THE TASK
Line filter on the word "unwrap": copy each matching line from the entries.

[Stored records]
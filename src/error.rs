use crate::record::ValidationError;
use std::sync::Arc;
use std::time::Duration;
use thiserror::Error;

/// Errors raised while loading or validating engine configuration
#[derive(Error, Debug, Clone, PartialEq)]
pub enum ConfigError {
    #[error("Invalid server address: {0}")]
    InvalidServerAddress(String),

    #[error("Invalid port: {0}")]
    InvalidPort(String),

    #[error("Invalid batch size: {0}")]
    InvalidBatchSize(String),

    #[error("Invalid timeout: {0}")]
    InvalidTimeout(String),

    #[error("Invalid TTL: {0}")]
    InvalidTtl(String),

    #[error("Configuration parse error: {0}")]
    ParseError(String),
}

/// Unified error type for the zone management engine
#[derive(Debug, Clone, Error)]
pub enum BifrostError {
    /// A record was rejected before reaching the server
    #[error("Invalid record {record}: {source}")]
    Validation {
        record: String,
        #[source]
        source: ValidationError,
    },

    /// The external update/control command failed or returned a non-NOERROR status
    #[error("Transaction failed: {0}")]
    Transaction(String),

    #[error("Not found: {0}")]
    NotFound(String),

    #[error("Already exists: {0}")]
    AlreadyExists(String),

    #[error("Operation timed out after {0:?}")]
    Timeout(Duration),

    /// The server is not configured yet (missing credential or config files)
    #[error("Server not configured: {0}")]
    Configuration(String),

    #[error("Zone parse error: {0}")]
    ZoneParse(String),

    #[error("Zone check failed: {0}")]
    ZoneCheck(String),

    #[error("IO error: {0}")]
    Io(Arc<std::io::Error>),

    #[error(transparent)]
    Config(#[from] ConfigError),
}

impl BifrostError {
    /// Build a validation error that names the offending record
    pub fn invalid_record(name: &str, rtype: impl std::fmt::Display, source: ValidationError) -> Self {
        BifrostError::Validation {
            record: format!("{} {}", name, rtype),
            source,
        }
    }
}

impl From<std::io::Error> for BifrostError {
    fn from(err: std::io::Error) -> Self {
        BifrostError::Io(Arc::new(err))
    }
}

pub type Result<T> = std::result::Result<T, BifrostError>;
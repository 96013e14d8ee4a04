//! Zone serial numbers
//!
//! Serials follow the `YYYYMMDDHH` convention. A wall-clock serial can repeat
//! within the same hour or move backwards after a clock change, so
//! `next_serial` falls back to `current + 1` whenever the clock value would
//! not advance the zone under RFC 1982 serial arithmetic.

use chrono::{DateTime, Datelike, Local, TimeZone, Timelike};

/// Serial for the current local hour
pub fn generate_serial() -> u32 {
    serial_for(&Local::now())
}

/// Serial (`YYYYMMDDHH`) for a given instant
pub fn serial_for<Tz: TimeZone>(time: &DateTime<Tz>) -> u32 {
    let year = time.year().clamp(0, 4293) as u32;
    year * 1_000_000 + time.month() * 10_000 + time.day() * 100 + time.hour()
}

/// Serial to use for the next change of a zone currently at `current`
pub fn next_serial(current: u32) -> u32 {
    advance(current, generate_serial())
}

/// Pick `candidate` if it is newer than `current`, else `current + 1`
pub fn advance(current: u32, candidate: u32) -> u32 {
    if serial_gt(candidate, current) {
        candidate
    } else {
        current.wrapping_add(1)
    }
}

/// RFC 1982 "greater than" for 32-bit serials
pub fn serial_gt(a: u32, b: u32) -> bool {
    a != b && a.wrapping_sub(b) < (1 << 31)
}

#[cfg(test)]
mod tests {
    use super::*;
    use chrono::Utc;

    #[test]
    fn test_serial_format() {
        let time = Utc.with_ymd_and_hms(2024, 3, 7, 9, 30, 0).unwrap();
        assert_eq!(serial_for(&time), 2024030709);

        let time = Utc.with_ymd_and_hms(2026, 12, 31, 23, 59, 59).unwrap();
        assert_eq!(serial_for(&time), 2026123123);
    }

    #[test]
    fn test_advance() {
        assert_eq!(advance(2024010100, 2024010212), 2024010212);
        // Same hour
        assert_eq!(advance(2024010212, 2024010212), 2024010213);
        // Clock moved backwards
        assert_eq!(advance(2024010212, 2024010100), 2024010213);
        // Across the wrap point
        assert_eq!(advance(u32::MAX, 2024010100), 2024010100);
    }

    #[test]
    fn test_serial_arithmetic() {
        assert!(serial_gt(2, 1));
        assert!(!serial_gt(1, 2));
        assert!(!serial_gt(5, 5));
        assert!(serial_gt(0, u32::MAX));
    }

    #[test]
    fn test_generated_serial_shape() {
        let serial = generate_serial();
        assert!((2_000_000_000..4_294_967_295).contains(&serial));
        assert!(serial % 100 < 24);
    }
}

RESPONSE AREA
        let time = Utc.with_ymd_and_hms(2024, 3, 7, 9, 30, 0).unwrap();
        let time = Utc.with_ymd_and_hms(2026, 12, 31, 23, 59, 59).unwrap();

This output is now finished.